**Work instructions**
Report all lines of the records that contain "usize".

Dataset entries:
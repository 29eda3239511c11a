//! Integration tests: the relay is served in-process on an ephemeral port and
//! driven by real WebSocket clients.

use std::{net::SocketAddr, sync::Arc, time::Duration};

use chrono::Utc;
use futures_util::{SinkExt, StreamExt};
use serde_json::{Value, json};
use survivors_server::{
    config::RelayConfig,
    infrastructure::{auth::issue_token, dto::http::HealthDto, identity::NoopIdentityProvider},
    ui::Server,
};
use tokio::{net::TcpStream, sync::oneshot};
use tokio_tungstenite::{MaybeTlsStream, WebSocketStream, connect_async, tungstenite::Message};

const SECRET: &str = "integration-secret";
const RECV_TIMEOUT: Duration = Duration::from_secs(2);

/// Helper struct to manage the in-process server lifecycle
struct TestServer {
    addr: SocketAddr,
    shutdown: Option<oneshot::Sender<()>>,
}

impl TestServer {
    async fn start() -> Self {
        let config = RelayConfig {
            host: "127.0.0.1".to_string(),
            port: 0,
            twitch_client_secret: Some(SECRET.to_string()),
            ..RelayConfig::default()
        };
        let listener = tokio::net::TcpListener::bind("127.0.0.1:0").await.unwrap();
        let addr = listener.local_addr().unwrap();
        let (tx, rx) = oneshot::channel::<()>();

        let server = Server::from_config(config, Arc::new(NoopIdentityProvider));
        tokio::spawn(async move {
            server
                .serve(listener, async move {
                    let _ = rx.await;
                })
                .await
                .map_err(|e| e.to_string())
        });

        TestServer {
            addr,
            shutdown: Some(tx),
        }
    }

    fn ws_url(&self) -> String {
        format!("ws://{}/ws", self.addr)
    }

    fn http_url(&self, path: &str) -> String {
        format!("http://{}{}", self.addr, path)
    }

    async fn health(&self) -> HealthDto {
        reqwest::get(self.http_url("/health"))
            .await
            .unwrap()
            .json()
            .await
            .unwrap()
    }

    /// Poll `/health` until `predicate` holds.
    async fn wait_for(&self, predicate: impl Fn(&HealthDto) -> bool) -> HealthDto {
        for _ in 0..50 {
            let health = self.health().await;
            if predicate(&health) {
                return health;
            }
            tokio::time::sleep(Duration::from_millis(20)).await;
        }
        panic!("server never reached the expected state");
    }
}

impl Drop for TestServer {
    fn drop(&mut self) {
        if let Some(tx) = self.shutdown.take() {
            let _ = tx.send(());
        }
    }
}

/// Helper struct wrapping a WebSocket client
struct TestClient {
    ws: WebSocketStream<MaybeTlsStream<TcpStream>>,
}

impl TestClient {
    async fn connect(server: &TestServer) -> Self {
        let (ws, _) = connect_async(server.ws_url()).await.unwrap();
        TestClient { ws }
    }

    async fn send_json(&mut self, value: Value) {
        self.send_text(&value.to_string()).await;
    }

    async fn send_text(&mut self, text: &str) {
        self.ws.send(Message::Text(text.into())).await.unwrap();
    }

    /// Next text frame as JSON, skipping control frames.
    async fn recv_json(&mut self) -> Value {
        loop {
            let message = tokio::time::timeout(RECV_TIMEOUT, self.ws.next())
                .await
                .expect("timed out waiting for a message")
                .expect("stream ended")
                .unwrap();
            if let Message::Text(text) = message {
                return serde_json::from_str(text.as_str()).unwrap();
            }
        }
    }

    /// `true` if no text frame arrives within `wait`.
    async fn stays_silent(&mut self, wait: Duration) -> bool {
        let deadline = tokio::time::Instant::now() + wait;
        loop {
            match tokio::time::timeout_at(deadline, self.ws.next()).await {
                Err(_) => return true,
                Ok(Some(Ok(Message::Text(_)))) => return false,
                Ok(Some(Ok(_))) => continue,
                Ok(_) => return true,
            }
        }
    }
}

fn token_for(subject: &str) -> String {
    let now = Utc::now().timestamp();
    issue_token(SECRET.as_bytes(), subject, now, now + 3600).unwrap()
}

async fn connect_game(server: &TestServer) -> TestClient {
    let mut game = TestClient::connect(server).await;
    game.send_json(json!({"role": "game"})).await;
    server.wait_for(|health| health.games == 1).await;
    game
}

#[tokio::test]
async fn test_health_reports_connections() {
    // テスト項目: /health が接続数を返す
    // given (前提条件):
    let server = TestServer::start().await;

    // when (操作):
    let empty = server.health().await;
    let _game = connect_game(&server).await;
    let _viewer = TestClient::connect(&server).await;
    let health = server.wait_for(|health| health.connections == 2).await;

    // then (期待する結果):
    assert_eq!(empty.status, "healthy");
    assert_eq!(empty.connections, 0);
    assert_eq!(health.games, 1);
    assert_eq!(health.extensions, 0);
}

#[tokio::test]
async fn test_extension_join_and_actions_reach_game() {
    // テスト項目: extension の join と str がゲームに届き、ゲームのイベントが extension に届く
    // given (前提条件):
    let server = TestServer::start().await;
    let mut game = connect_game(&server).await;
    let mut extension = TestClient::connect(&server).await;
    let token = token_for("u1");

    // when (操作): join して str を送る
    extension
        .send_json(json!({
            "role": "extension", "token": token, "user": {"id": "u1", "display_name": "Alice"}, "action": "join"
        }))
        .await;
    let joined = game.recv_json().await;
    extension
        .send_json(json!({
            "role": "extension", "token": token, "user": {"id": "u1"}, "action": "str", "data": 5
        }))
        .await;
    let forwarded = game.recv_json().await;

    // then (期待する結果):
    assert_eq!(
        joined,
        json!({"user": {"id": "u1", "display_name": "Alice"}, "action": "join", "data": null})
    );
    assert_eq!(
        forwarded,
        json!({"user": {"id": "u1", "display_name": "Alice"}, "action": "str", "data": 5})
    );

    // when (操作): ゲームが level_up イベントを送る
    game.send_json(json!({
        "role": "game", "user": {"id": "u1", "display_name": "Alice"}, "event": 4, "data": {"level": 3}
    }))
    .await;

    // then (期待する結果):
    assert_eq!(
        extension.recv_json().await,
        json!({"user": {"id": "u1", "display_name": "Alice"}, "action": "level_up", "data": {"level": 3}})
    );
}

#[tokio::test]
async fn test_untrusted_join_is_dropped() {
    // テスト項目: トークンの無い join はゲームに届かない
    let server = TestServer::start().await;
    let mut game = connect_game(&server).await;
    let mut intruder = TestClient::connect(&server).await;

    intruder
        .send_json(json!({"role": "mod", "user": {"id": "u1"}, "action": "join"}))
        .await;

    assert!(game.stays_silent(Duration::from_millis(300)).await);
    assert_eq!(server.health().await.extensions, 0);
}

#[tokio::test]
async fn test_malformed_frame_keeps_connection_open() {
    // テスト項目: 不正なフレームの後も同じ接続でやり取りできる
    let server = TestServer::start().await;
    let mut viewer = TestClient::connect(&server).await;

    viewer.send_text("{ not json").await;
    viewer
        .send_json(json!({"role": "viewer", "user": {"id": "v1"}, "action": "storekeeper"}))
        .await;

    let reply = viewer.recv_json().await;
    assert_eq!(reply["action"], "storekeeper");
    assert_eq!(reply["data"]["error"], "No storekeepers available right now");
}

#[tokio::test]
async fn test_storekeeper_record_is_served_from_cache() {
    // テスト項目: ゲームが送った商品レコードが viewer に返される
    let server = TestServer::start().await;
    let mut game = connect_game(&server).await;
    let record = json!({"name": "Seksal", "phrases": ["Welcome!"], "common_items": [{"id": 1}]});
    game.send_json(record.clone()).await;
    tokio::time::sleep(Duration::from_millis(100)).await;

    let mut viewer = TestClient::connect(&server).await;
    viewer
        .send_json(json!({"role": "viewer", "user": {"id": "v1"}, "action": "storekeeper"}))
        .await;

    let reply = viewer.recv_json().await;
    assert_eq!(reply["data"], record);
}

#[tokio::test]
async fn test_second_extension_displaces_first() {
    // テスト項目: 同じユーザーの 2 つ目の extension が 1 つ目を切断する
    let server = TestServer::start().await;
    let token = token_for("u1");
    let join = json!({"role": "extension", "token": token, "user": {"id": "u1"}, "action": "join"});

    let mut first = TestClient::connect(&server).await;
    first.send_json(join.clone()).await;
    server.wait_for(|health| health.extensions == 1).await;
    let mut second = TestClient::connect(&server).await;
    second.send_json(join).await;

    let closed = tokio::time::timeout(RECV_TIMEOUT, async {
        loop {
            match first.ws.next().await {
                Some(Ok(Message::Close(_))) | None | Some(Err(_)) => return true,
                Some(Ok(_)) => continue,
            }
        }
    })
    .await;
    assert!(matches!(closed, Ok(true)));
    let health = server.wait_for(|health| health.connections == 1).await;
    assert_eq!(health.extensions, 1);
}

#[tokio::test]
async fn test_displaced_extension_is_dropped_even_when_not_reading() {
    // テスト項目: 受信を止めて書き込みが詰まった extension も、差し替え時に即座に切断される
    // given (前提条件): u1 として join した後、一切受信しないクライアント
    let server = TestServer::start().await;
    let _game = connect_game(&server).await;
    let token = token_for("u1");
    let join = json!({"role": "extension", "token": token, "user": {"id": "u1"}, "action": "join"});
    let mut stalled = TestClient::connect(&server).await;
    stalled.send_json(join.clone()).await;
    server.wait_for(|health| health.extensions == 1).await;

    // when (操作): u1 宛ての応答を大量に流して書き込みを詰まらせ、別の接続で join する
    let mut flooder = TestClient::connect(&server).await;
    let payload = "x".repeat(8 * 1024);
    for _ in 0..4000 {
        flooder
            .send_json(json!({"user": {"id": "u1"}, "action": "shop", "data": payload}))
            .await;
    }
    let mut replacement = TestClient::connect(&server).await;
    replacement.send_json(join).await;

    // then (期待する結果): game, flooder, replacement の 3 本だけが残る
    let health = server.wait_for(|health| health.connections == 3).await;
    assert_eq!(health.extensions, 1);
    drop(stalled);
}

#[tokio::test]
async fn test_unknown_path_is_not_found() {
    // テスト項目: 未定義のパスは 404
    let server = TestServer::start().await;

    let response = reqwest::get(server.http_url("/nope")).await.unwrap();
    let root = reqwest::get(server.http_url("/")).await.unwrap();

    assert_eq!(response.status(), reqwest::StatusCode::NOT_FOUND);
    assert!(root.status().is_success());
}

* * *

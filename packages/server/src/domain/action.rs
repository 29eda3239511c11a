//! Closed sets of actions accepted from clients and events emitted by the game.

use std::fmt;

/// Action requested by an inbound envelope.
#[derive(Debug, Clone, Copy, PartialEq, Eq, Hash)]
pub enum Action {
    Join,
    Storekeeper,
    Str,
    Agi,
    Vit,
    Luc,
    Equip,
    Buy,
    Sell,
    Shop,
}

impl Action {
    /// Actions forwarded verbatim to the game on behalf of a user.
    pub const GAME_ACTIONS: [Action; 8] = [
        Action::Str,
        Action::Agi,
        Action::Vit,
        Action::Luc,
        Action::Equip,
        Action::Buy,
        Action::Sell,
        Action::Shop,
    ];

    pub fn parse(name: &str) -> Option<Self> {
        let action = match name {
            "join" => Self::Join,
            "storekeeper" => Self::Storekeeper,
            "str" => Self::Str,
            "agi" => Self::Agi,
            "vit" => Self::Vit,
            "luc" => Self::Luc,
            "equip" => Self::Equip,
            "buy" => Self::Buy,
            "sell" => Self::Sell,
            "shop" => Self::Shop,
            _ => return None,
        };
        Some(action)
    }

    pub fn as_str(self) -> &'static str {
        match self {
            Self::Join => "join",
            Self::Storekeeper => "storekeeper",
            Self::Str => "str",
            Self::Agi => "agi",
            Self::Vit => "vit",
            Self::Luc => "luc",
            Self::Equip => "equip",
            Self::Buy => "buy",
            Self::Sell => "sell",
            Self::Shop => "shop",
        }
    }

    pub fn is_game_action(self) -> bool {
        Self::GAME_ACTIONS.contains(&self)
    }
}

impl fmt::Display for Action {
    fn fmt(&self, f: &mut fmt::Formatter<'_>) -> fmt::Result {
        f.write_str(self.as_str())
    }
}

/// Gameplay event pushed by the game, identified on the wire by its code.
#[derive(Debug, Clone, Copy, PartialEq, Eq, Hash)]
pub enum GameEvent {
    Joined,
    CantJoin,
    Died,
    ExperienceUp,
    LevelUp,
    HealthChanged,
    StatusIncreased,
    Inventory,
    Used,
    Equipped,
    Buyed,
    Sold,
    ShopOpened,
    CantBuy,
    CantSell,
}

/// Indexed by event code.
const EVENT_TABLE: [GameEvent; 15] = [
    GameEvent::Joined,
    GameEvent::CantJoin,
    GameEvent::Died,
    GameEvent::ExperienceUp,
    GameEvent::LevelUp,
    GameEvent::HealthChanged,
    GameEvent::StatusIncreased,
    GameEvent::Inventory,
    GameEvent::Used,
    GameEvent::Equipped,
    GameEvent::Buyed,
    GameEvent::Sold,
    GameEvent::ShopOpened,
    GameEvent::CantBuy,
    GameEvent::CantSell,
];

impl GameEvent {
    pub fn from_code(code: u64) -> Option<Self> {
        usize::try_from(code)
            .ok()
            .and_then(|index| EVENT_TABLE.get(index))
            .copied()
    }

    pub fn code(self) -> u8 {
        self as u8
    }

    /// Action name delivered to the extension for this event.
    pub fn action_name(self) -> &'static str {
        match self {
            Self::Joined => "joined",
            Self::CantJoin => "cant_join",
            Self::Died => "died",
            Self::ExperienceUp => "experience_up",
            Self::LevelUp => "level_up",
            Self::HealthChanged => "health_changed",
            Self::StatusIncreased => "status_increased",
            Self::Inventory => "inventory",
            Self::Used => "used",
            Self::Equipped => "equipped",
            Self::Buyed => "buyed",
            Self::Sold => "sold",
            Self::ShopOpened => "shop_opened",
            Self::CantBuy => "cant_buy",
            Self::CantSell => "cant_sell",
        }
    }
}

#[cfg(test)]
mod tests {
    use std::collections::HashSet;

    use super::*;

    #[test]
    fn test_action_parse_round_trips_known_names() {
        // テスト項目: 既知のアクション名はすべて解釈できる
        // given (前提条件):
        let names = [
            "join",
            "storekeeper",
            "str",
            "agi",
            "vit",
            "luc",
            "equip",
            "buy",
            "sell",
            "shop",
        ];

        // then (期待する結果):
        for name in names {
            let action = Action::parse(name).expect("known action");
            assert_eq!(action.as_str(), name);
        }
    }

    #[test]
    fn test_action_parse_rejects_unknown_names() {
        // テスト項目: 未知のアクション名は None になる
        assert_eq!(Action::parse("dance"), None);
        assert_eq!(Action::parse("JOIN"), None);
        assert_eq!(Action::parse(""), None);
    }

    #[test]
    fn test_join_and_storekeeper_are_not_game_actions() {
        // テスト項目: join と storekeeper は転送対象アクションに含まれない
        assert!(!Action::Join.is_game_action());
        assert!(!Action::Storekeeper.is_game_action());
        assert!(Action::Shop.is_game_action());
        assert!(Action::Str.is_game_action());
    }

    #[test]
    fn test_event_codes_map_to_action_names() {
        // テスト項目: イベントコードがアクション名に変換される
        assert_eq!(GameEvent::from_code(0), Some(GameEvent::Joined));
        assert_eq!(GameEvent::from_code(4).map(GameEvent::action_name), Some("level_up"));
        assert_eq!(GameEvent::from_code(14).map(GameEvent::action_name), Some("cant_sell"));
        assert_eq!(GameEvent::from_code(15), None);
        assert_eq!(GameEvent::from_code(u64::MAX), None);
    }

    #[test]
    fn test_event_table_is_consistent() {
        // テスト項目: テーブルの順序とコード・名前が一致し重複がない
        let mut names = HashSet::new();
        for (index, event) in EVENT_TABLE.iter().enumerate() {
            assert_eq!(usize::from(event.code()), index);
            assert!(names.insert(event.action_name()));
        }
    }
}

**Exercise result**
        usize::try_from(code)
            assert_eq!(usize::from(event.code()), index);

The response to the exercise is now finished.